## Data for analysis
fn get_or_create_tag(tx: &Transaction, name: &str) -> Result<i64> {
    let existing = tx
        .query_row(
            "SELECT id FROM Tags WHERE name = ? AND pid = 0",
            [name],
            |row| row.get::<_, i64>(0),
        )
        .optional()?;
    if let Some(id) = existing {
        return Ok(id);
    }

    tx.execute("INSERT INTO Tags (pid, name) VALUES (0, ?)", [name])?;
    Ok(tx.last_insert_rowid())
}

#[cfg(test)]
mod tests {
    use super::*;
    use tempfile::TempDir;

    fn exporter() -> (TempDir, DigikamExporter) {
        let dir = TempDir::new().unwrap();
        let exporter = DigikamExporter::new(dir.path().join("collection")).unwrap();
        exporter.initialize_database().unwrap();
        (dir, exporter)
    }

    fn sample_image(id: i64, file: &str) -> RemoteImage {
        RemoteImage {
            id,
            name: format!("Image {}", id),
            file: file.to_string(),
            element_url: format!("http://gallery/upload/{}", file),
            width: 640,
            height: 480,
            ..Default::default()
        }
    }

    fn count(exporter: &DigikamExporter, sql: &str) -> i64 {
        let conn = Connection::open(exporter.database_path()).unwrap();
        conn.query_row(sql, [], |row| row.get(0)).unwrap()
    }

    #[test]
    fn test_initialize_is_idempotent() {
        let (_dir, exporter) = exporter();
        exporter.initialize_database().unwrap();
        exporter.initialize_database().unwrap();

        assert_eq!(count(&exporter, "SELECT COUNT(*) FROM AlbumRoots"), 1);
        for table in TABLES {
            let n = count(
                &exporter,
                &format!(
                    "SELECT COUNT(*) FROM sqlite_master WHERE type = 'table' AND name = '{}'",
                    table
                ),
            );
            assert_eq!(n, 1, "table {}", table);
        }
    }

    #[test]
    fn test_initialize_keeps_existing_rows() {
        let (_dir, exporter) = exporter();
        exporter
            .save_image(&sample_image(1, "a.jpg"), b"data", "Vacation")
            .unwrap();

        exporter.initialize_database().unwrap();
        assert_eq!(count(&exporter, "SELECT COUNT(*) FROM Images"), 1);
        assert_eq!(count(&exporter, "SELECT COUNT(*) FROM Albums"), 1);
    }

    #[test]
    fn test_album_root_row() {
        let (_dir, exporter) = exporter();
        let conn = Connection::open(exporter.database_path()).unwrap();
        let (label, identifier, specific): (String, String, String) = conn
            .query_row(
                "SELECT label, identifier, specificPath FROM AlbumRoots",
                [],
                |row| Ok((row.get(0)?, row.get(1)?, row.get(2)?)),
            )
            .unwrap();
        assert_eq!(label, "Piwigo Import");
        assert!(identifier.starts_with("volumeid:?path="));
        assert!(identifier.ends_with("collection"));
        assert_eq!(specific, "/");
    }

    #[test]
    fn test_save_image_writes_file_and_rows() {
        let (_dir, exporter) = exporter();
        let mut image = sample_image(7, "sunset.jpg");
        image.comment = "Beach at dusk".to_string();
        image.tags = vec!["beach".to_string(), "sun".to_string()];
        image.date_creation = crate::piwigo::models::parse_piwigo_date("2021-07-14 19:45:00");

        let path = exporter
            .save_image(&image, b"jpeg bytes", "Holidays / Rome")
            .unwrap();

        assert_eq!(
            path,
            exporter.output_dir().join("Holidays").join("Rome").join("sunset.jpg")
        );
        assert_eq!(std::fs::read(&path).unwrap(), b"jpeg bytes");

        let conn = Connection::open(exporter.database_path()).unwrap();
        let album: String = conn
            .query_row("SELECT relativePath FROM Albums", [], |row| row.get(0))
            .unwrap();
        assert_eq!(album, "/Holidays/Rome");

        let (name, size, hash): (String, i64, String) = conn
            .query_row("SELECT name, fileSize, uniqueHash FROM Images", [], |row| {
                Ok((row.get(0)?, row.get(1)?, row.get(2)?))
            })
            .unwrap();
        assert_eq!(name, "sunset.jpg");
        assert_eq!(size, 10);
        assert_eq!(hash, hashing::unique_hash(b"jpeg bytes"));

        let (width, height, format, created): (i64, i64, String, String) = conn
            .query_row(
                "SELECT width, height, format, creationDate FROM ImageInformation",
                [],
                |row| Ok((row.get(0)?, row.get(1)?, row.get(2)?, row.get(3)?)),
            )
            .unwrap();
        assert_eq!((width, height), (640, 480));
        assert_eq!(format, "JPG");
        assert_eq!(created, "2021-07-14T19:45:00");

        assert_eq!(count(&exporter, "SELECT COUNT(*) FROM ImageTags"), 2);
        let comment: String = conn
            .query_row("SELECT comment FROM ImageComments", [], |row| row.get(0))
            .unwrap();
        assert_eq!(comment, "Beach at dusk");
    }

    #[test]
    fn test_save_image_with_long_multibyte_file_name() {
        let (_dir, exporter) = exporter();
        let file = format!("{}.jpg", "写".repeat(150));

        let first = exporter
            .save_image(&sample_image(77, &file), b"bytes", "Vacation")
            .unwrap();
        let second = exporter
            .save_image(&sample_image(78, &file), b"bytes", "Vacation")
            .unwrap();

        let first_name = first.file_name().unwrap().to_str().unwrap();
        let second_name = second.file_name().unwrap().to_str().unwrap();
        assert!(first_name.len() <= naming::MAX_FILE_NAME_BYTES);
        assert!(first_name.ends_with(".jpg"));
        assert!(second_name.ends_with("_1.jpg"));
        assert_eq!(std::fs::read(&second).unwrap(), b"bytes");
        assert_eq!(count(&exporter, "SELECT COUNT(*) FROM Images"), 2);
    }

    #[test]
    fn test_save_image_with_long_multibyte_category() {
        let (_dir, exporter) = exporter();
        let category = format!("旅行 / {}", "景".repeat(120));

        let path = exporter
            .save_image(&sample_image(79, "a.jpg"), b"bytes", &category)
            .unwrap();

        assert!(path.exists());
        let album_dir = path.parent().unwrap().file_name().unwrap().to_str().unwrap();
        assert!(album_dir.len() <= naming::MAX_FILE_NAME_BYTES);

        let conn = Connection::open(exporter.database_path()).unwrap();
        let album: String = conn
            .query_row("SELECT relativePath FROM Albums", [], |row| row.get(0))
            .unwrap();
        assert_eq!(album, format!("/旅行/{}", album_dir));
    }

    #[test]
    fn test_save_image_rejects_empty_data() {
        let (_dir, exporter) = exporter();
        let result = exporter.save_image(&sample_image(3, "a.jpg"), &[], "Vacation");

        match result {
            Err(Error::SaveImage { id, source }) => {
                assert_eq!(id, 3);
                assert!(matches!(*source, Error::InvalidArgument(_)));
            }
            other => panic!("unexpected: {:?}", other),
        }
        assert_eq!(count(&exporter, "SELECT COUNT(*) FROM Images"), 0);
    }

    #[test]
    fn test_same_name_in_same_album_gets_suffix() {
        let (_dir, exporter) = exporter();
        let first = exporter
            .save_image(&sample_image(1, "dup.jpg"), b"one", "Vacation")
            .unwrap();
        let second = exporter
            .save_image(&sample_image(2, "dup?.jpg"), b"two", "Vacation")
            .unwrap();
        let third = exporter
            .save_image(&sample_image(3, "dup_.jpg"), b"three", "Vacation")
            .unwrap();

        assert_eq!(first.file_name().unwrap(), "dup.jpg");
        assert_eq!(second.file_name().unwrap(), "dup_.jpg");
        assert_eq!(third.file_name().unwrap(), "dup__1.jpg");

        assert_eq!(count(&exporter, "SELECT COUNT(*) FROM Albums"), 1);
        assert_eq!(count(&exporter, "SELECT COUNT(*) FROM Images"), 3);
        assert_eq!(
            count(&exporter, "SELECT COUNT(*) FROM Images WHERE name = 'dup__1.jpg'"),
            1
        );
    }

    #[test]
    fn test_uncategorized_and_default_name() {
        let (_dir, exporter) = exporter();
        let path = exporter
            .save_image(&sample_image(42, ""), b"bytes", "  ")
            .unwrap();

        assert_eq!(
            path,
            exporter.output_dir().join("Uncategorized").join("image_42.jpg")
        );
    }

    #[test]
    fn test_tags_are_shared_and_deduplicated() {
        let (_dir, exporter) = exporter();
        let mut a = sample_image(1, "a.jpg");
        a.tags = vec!["family".to_string(), "family".to_string(), "".to_string()];
        let mut b = sample_image(2, "b.jpg");
        b.tags = vec!["family".to_string(), "dog".to_string()];

        exporter.save_image(&a, b"a", "Home").unwrap();
        exporter.save_image(&b, b"b", "Home").unwrap();

        assert_eq!(count(&exporter, "SELECT COUNT(*) FROM Tags"), 2);
        assert_eq!(count(&exporter, "SELECT COUNT(*) FROM ImageTags"), 3);
    }

    #[test]
    fn test_duplicate_content_is_recorded() {
        let (_dir, exporter) = exporter();
        exporter
            .save_image(&sample_image(1, "a.jpg"), b"same", "One")
            .unwrap();
        exporter
            .save_image(&sample_image(2, "b.jpg"), b"same", "Two")
            .unwrap();

        assert_eq!(
            count(&exporter, "SELECT COUNT(DISTINCT uniqueHash) FROM Images"),
            1
        );
        assert_eq!(count(&exporter, "SELECT COUNT(*) FROM Images"), 2);
    }

    #[test]
    fn test_zero_dimensions_are_probed() {
        let (_dir, exporter) = exporter();
        let mut png = Vec::new();
        image::RgbImage::new(8, 6)
            .write_to(&mut std::io::Cursor::new(&mut png), image::ImageFormat::Png)
            .unwrap();
        let mut image = sample_image(5, "tiny.png");
        image.width = 0;
        image.height = 0;

        exporter.save_image(&image, &png, "Misc").unwrap();

        assert_eq!(
            count(&exporter, "SELECT width * 100 + height FROM ImageInformation"),
            806
        );
    }

    #[test]
    fn test_failed_transaction_keeps_file_and_rolls_back() {
        let (_dir, exporter) = exporter();
        {
            let conn = Connection::open(exporter.database_path()).unwrap();
            conn.execute_batch("DROP TABLE ImageComments").unwrap();
        }
        let mut image = sample_image(9, "orphan.jpg");
        image.comment = "will fail".to_string();

        let result = exporter.save_image(&image, b"bytes", "Vacation");

        match result {
            Err(Error::SaveImage { id, source }) => {
                assert_eq!(id, 9);
                assert!(matches!(*source, Error::Catalog(_)));
            }
            other => panic!("unexpected: {:?}", other),
        }
        assert!(exporter.output_dir().join("Vacation/orphan.jpg").exists());
        assert_eq!(count(&exporter, "SELECT COUNT(*) FROM Images"), 0);
        assert_eq!(count(&exporter, "SELECT COUNT(*) FROM Albums"), 0);
        assert_eq!(count(&exporter, "SELECT COUNT(*) FROM ImageInformation"), 0);
    }
}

## What you will do
Return all lines of the data in which the string "TempDir" appears.

## Response area
    use tempfile::TempDir;
    fn exporter() -> (TempDir, DigikamExporter) {
        let dir = TempDir::new().unwrap();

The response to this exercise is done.